_What the task asks_.
Out of the records below, copy all lines in which the word "false" occurs.

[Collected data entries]
□ □ □ □ □ □ □
//! In-process fakes for the core ports, shared by unit tests.

use std::collections::{HashMap, VecDeque};
use std::sync::{Arc, Mutex};

use agentgate_types::error::{GatewayError, RepositoryError};
use agentgate_types::gateway::{CallToolResult, InitializeResult, McpTool, ServerInfo};
use agentgate_types::llm::{
    CompletionRequest, CompletionResponse, LlmError, ProviderCapabilities, StopReason, ToolCall,
    Usage,
};
use agentgate_types::memory::SearchMemoryResponse;
use agentgate_types::session::{Event, GetSessionConfig, Session, StateMap, now_timestamp};
use serde_json::{Value, json};

use crate::gateway::connector::McpConnector;
use crate::llm::provider::LlmProvider;
use crate::memory::repository::MemoryRepository;
use crate::memory::search::{memorable_events, search_events};
use crate::session::repository::SessionRepository;
use crate::session::state::{apply_event, partition_delta, storable_event};

#[derive(Default)]
pub struct MockConnector {
    pub tools: HashMap<String, Vec<McpTool>>,
    pub calls: Mutex<Vec<(String, String, Value)>>,
}

impl MockConnector {
    pub fn with_tool(mut self, endpoint: &str, name: &str, description: &str) -> Self {
        self.tools.entry(endpoint.to_string()).or_default().push(McpTool {
            name: name.to_string(),
            description: Some(description.to_string()),
            input_schema: json!({"type": "object"}),
            output_schema: None,
        });
        self
    }
}

impl McpConnector for MockConnector {
    async fn initialize(&self, endpoint: &str) -> Result<InitializeResult, GatewayError> {
        if endpoint.contains("down") {
            return Err(GatewayError::Transport("connection refused".to_string()));
        }
        Ok(InitializeResult {
            protocol_version: "2025-03-26".to_string(),
            server_info: ServerInfo {
                name: endpoint.to_string(),
                version: "0.9.0".to_string(),
            },
            instructions: None,
        })
    }

    async fn list_tools(&self, endpoint: &str) -> Result<Vec<McpTool>, GatewayError> {
        Ok(self.tools.get(endpoint).cloned().unwrap_or_default())
    }

    async fn call_tool(
        &self,
        endpoint: &str,
        tool_name: &str,
        arguments: Value,
    ) -> Result<CallToolResult, GatewayError> {
        self.calls.lock().unwrap().push((
            endpoint.to_string(),
            tool_name.to_string(),
            arguments.clone(),
        ));
        Ok(CallToolResult {
            content: vec![json!({"type": "text", "text": format!("{tool_name} ok")})],
            structured_content: Some(arguments),
            is_error: false,
        })
    }
}

/// Replays canned responses in order and records every request.
pub struct ScriptedProvider {
    script: Mutex<VecDeque<Result<CompletionResponse, LlmError>>>,
    pub requests: Arc<Mutex<Vec<CompletionRequest>>>,
    capabilities: ProviderCapabilities,
}

impl ScriptedProvider {
    pub fn new(script: Vec<Result<CompletionResponse, LlmError>>) -> Self {
        Self {
            script: Mutex::new(script.into()),
            requests: Arc::new(Mutex::new(Vec::new())),
            capabilities: ProviderCapabilities {
                tool_calling: true,
                max_context_tokens: 128_000,
                max_output_tokens: 4096,
            },
        }
    }

    pub fn without_tools(mut self) -> Self {
        self.capabilities.tool_calling = false;
        self
    }
}

pub fn text_response(text: &str) -> Result<CompletionResponse, LlmError> {
    Ok(CompletionResponse {
        id: "resp".to_string(),
        content: text.to_string(),
        model: "test-model".to_string(),
        stop_reason: StopReason::EndTurn,
        usage: Usage {
            input_tokens: 10,
            output_tokens: 5,
        },
        tool_calls: Vec::new(),
    })
}

pub fn tool_response(calls: &[(&str, &str, Value)]) -> Result<CompletionResponse, LlmError> {
    Ok(CompletionResponse {
        id: "resp".to_string(),
        content: String::new(),
        model: "test-model".to_string(),
        stop_reason: StopReason::ToolUse,
        usage: Usage {
            input_tokens: 10,
            output_tokens: 5,
        },
        tool_calls: calls
            .iter()
            .map(|(id, name, args)| ToolCall {
                id: id.to_string(),
                name: name.to_string(),
                arguments: args.clone(),
            })
            .collect(),
    })
}

impl LlmProvider for ScriptedProvider {
    fn name(&self) -> &str {
        "scripted"
    }

    fn capabilities(&self) -> &ProviderCapabilities {
        &self.capabilities
    }

    async fn complete(&self, request: &CompletionRequest) -> Result<CompletionResponse, LlmError> {
        self.requests.lock().unwrap().push(request.clone());
        let next = self.script.lock().unwrap().pop_front();
        next.unwrap_or_else(|| text_response("done"))
    }
}

type SessionKey = (String, String, String);

/// Minimal session store honoring the scoped state rules.
#[derive(Default)]
pub struct FakeSessions {
    sessions: Mutex<HashMap<SessionKey, Session>>,
    app_state: Mutex<HashMap<String, StateMap>>,
    user_state: Mutex<HashMap<(String, String), StateMap>>,
    pub fail: bool,
}

impl FakeSessions {
    pub fn failing() -> Self {
        Self {
            fail: true,
            ..Self::default()
        }
    }

    fn check(&self) -> Result<(), RepositoryError> {
        if self.fail {
            Err(RepositoryError::Connection("store unreachable".to_string()))
        } else {
            Ok(())
        }
    }

    fn merged(&self, mut session: Session) -> Session {
        let app = self
            .app_state
            .lock()
            .unwrap()
            .get(&session.app_name)
            .cloned()
            .unwrap_or_default();
        let user = self
            .user_state
            .lock()
            .unwrap()
            .get(&(session.app_name.clone(), session.user_id.clone()))
            .cloned()
            .unwrap_or_default();
        crate::session::state::merge_state(&mut session, &app, &user);
        session
    }
}

impl SessionRepository for FakeSessions {
    async fn create_session(
        &self,
        app_name: &str,
        user_id: &str,
        state: Option<StateMap>,
        session_id: Option<&str>,
    ) -> Result<Session, RepositoryError> {
        self.check()?;
        let id = session_id
            .map(str::trim)
            .filter(|s| !s.is_empty())
            .map(str::to_string)
            .unwrap_or_else(|| uuid::Uuid::new_v4().to_string());
        let scoped = partition_delta(&state.unwrap_or_default());
        let session = Session {
            id: id.clone(),
            app_name: app_name.to_string(),
            user_id: user_id.to_string(),
            state: scoped.session,
            events: Vec::new(),
            last_update_time: now_timestamp(),
        };
        self.sessions.lock().unwrap().insert(
            (app_name.to_string(), user_id.to_string(), id),
            session.clone(),
        );
        Ok(self.merged(session))
    }

    async fn get_session(
        &self,
        app_name: &str,
        user_id: &str,
        session_id: &str,
        config: Option<&GetSessionConfig>,
    ) -> Result<Option<Session>, RepositoryError> {
        self.check()?;
        let key = (
            app_name.to_string(),
            user_id.to_string(),
            session_id.to_string(),
        );
        let found = self.sessions.lock().unwrap().get(&key).cloned();
        Ok(found.map(|mut s| {
            if let Some(config) = config {
                config.apply(&mut s.events);
            }
            self.merged(s)
        }))
    }

    async fn list_sessions(
        &self,
        app_name: &str,
        user_id: &str,
    ) -> Result<Vec<Session>, RepositoryError> {
        self.check()?;
        let sessions: Vec<Session> = self
            .sessions
            .lock()
            .unwrap()
            .iter()
            .filter(|((a, u, _), _)| a == app_name && u == user_id)
            .map(|(_, s)| Session {
                events: Vec::new(),
                ..s.clone()
            })
            .collect();
        Ok(sessions.into_iter().map(|s| self.merged(s)).collect())
    }

    async fn delete_session(
        &self,
        app_name: &str,
        user_id: &str,
        session_id: &str,
    ) -> Result<(), RepositoryError> {
        self.check()?;
        self.sessions.lock().unwrap().remove(&(
            app_name.to_string(),
            user_id.to_string(),
            session_id.to_string(),
        ));
        Ok(())
    }

    async fn append_event(
        &self,
        session: &mut Session,
        event: Event,
    ) -> Result<Event, RepositoryError> {
        self.check()?;
        let event = storable_event(event);
        let scoped = partition_delta(&event.actions.state_delta);
        self.app_state
            .lock()
            .unwrap()
            .entry(session.app_name.clone())
            .or_default()
            .extend(scoped.app);
        self.user_state
            .lock()
            .unwrap()
            .entry((session.app_name.clone(), session.user_id.clone()))
            .or_default()
            .extend(scoped.user);
        let key = (
            session.app_name.clone(),
            session.user_id.clone(),
            session.id.clone(),
        );
        if let Some(stored) = self.sessions.lock().unwrap().get_mut(&key) {
            stored.state.extend(scoped.session);
            stored.events.push(event.clone());
            stored.last_update_time = event.timestamp;
        }
        apply_event(session, &event);
        Ok(event)
    }
}

/// Memory archive keyed by `(app, user)` then session id.
#[derive(Default)]
pub struct FakeMemory {
    archive: Mutex<HashMap<(String, String), HashMap<String, Vec<Event>>>>,
}

impl MemoryRepository for FakeMemory {
    async fn add_session_to_memory(&self, session: &Session) -> Result<(), RepositoryError> {
        let events = memorable_events(session);
        if events.is_empty() {
            return Ok(());
        }
        self.archive
            .lock()
            .unwrap()
            .entry((session.app_name.clone(), session.user_id.clone()))
            .or_default()
            .insert(session.id.clone(), events);
        Ok(())
    }

    async fn search_memory(
        &self,
        app_name: &str,
        user_id: &str,
        query: &str,
    ) -> Result<SearchMemoryResponse, RepositoryError> {
        let archive = self.archive.lock().unwrap();
        let Some(sessions) = archive.get(&(app_name.to_string(), user_id.to_string())) else {
            return Ok(SearchMemoryResponse::default());
        };
        Ok(search_events(sessions.values().flatten(), query))
    }
}
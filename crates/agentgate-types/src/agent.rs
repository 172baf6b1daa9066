//! Agent configuration types for agentgate.

use serde::{Deserialize, Serialize};

use crate::config::Settings;

/// Parameters for one agent run, derived from `Settings` at startup.
#[derive(Debug, Clone, Serialize, Deserialize)]
pub struct AgentConfig {
    /// Agent name; also the author of model events.
    pub name: String,
    pub model: String,
    pub max_tokens: u32,
    #[serde(default, skip_serializing_if = "Option::is_none")]
    pub temperature: Option<f64>,
    pub max_tool_rounds: u32,
}

impl From<&Settings> for AgentConfig {
    fn from(settings: &Settings) -> Self {
        Self {
            name: settings.agent.name.clone(),
            model: settings.agent.model.name.clone(),
            max_tokens: settings.agent.model.max_tokens,
            temperature: settings.agent.model.temperature,
            max_tool_rounds: settings.agent.max_tool_rounds,
        }
    }
}
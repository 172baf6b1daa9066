pub mod box_provider;
pub mod provider;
□ □ □ □ □ □ □
_Completed task_.
            is_error: false,
        self.capabilities.tool_calling = false;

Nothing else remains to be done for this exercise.